El hombre se dio cuenta de que era inútil explicar lo sucedido al agente. No contestó nada y optó por entrar al edificio. De espaldas al ascensor se dio a la tares de asegurar la puerta con las cuatro llaves. En eso, sintió la sensación de que alguien estaba detrás suyo. Giró deprisa para encontrarse con la mirada de la misma mujer rubia quien cerraba desde adentro la puerta del ascensor. Sintiendo que se le doblaban las piernas, caminó hasta su escritorio temblando embargado de un pavor indescriptible.
El suceso fue comentado por todos los celadores de la compañía dando como resultado que ninguno de ellos aceptara prestar el servicio. El jefe de sección amenazó con sancionar a quien se negara a cumplir con la vigilancia nocturna hasta con la pérdida del empleo, pero ni ésto sirvió para que ellos obedecieran. Por fin, después de discutir por bastante rato, se llegó a una conclusión: a partir de la fecha, durante la noche, se designaría a dos vigilantes.

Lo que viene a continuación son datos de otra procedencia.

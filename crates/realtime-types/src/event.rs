//! The inbound event union produced by the decoder.

use bytes::Bytes;
use serde_json::Value;

/// Final status reported by `response.done`.
#[derive(Debug, Clone, Copy, PartialEq, Eq)]
pub enum ResponseStatus {
    Completed,
    Cancelled,
    Failed,
    Incomplete,
    Unknown,
}

impl ResponseStatus {
    pub fn from_wire(status: &str) -> Self {
        match status {
            "completed" => ResponseStatus::Completed,
            "cancelled" => ResponseStatus::Cancelled,
            "failed" => ResponseStatus::Failed,
            "incomplete" => ResponseStatus::Incomplete,
            _ => ResponseStatus::Unknown,
        }
    }

    pub fn is_failure(&self) -> bool {
        matches!(self, ResponseStatus::Failed)
    }
}

/// One decoded inbound frame.
#[derive(Debug, Clone, PartialEq)]
pub enum Event {
    SessionCreated {
        session_id: Option<String>,
        model: Option<String>,
    },
    SessionUpdated,
    ResponseCreated {
        response_id: String,
    },
    ResponseDone {
        response_id: String,
        status: ResponseStatus,
        error: Option<String>,
    },
    AudioDelta {
        response_id: Option<String>,
        item_id: Option<String>,
        audio: Bytes,
    },
    AudioDone {
        response_id: Option<String>,
    },
    TranscriptDelta {
        response_id: Option<String>,
        delta: String,
    },
    TranscriptDone {
        response_id: Option<String>,
        transcript: String,
    },
    UserSpeechStarted {
        item_id: Option<String>,
    },
    UserSpeechStopped {
        item_id: Option<String>,
    },
    AudioBufferCommitted {
        item_id: String,
    },
    UserTranscriptCompleted {
        item_id: String,
        transcript: String,
    },
    UserTranscriptFailed {
        item_id: String,
        error: String,
    },
    UserItemCreated {
        item_id: String,
        item: Value,
    },
    AssistantItemAdded {
        item_id: String,
        response_id: Option<String>,
    },
    FunctionCallRequested {
        call_id: String,
        name: String,
        arguments: String,
        response_id: Option<String>,
    },
    RateLimitsUpdated {
        rate_limits: Value,
    },
    Error {
        code: Option<String>,
        message: String,
        event_id: Option<String>,
    },
    Unknown {
        event_type: String,
        raw: String,
    },
}

impl Event {
    /// The backend response this event belongs to, if it carries one.
    ///
    /// Used by the coordinator to drop late traffic for a cancelled response.
    pub fn response_id(&self) -> Option<&str> {
        match self {
            Event::ResponseCreated { response_id } | Event::ResponseDone { response_id, .. } => {
                Some(response_id)
            }
            Event::AudioDelta { response_id, .. }
            | Event::AudioDone { response_id }
            | Event::TranscriptDelta { response_id, .. }
            | Event::TranscriptDone { response_id, .. }
            | Event::AssistantItemAdded { response_id, .. }
            | Event::FunctionCallRequested { response_id, .. } => response_id.as_deref(),
            _ => None,
        }
    }

    /// Short name for logs.
    pub fn name(&self) -> &'static str {
        match self {
            Event::SessionCreated { .. } => "SessionCreated",
            Event::SessionUpdated => "SessionUpdated",
            Event::ResponseCreated { .. } => "ResponseCreated",
            Event::ResponseDone { .. } => "ResponseDone",
            Event::AudioDelta { .. } => "AudioDelta",
            Event::AudioDone { .. } => "AudioDone",
            Event::TranscriptDelta { .. } => "TranscriptDelta",
            Event::TranscriptDone { .. } => "TranscriptDone",
            Event::UserSpeechStarted { .. } => "UserSpeechStarted",
            Event::UserSpeechStopped { .. } => "UserSpeechStopped",
            Event::AudioBufferCommitted { .. } => "AudioBufferCommitted",
            Event::UserTranscriptCompleted { .. } => "UserTranscriptCompleted",
            Event::UserTranscriptFailed { .. } => "UserTranscriptFailed",
            Event::UserItemCreated { .. } => "UserItemCreated",
            Event::AssistantItemAdded { .. } => "AssistantItemAdded",
            Event::FunctionCallRequested { .. } => "FunctionCallRequested",
            Event::RateLimitsUpdated { .. } => "RateLimitsUpdated",
            Event::Error { .. } => "Error",
            Event::Unknown { .. } => "Unknown",
        }
    }

    /// Deltas arrive many times per second and are kept out of debug logs.
    pub fn is_high_frequency(&self) -> bool {
        matches!(
            self,
            Event::AudioDelta { .. } | Event::TranscriptDelta { .. }
        )
    }
}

Entre los empleados también comenzó a correr el comentario de la existencia de un fantasma, y a partir del momento, cualquier situación irregular se le atribuía a “la mona del piso trece”: Se perdían utensilios y aparecían en otro escritorio, las máquinas se encendían o apagaban solas, etc.
Desde ese momento nadie se quedaba a trabajar más de la cuenta; todo mundo estaba listo para salir antes de la hora para no ser el último; las mujeres nunca iban solas al baño.
El asunto llegó hasta las altas esferas. Lo primero que se hizo fue tratar de averiguar el origen de la situación. Se concluyó que los incidentes ocurrían en el piso trece. Buscando las causas y, entre comentario y comentario, uno de los empleados más antiguos de la empresa relató que unos años atrás, una de las empleadas se suicidó lanzándose desde la ventana de aquel piso trece. La joven tendría unos 25 años de edad, tenía el cabello rubio y el día del suicidio vestía un traje rojo. Los hechos ocurridos fueron dados a conocer al capellán de la entidad quien organizó una misa y una serie de rezos y exorcismos en toda la edificación y, en especial, en el piso trece. El Gerente general recomendó evitar hacer comentarios sobre lo ocurrido e invitó a olvidarse del asunto. Después de ésto, los empleados hablan en voz baja del hecho, y a los celadores se les prohibió conversar con ellos sobre cualquier suceso relacionado con la rubia de rojo. Es posible que su espíritu haya abandonado por fin este mundo o… quién sabe?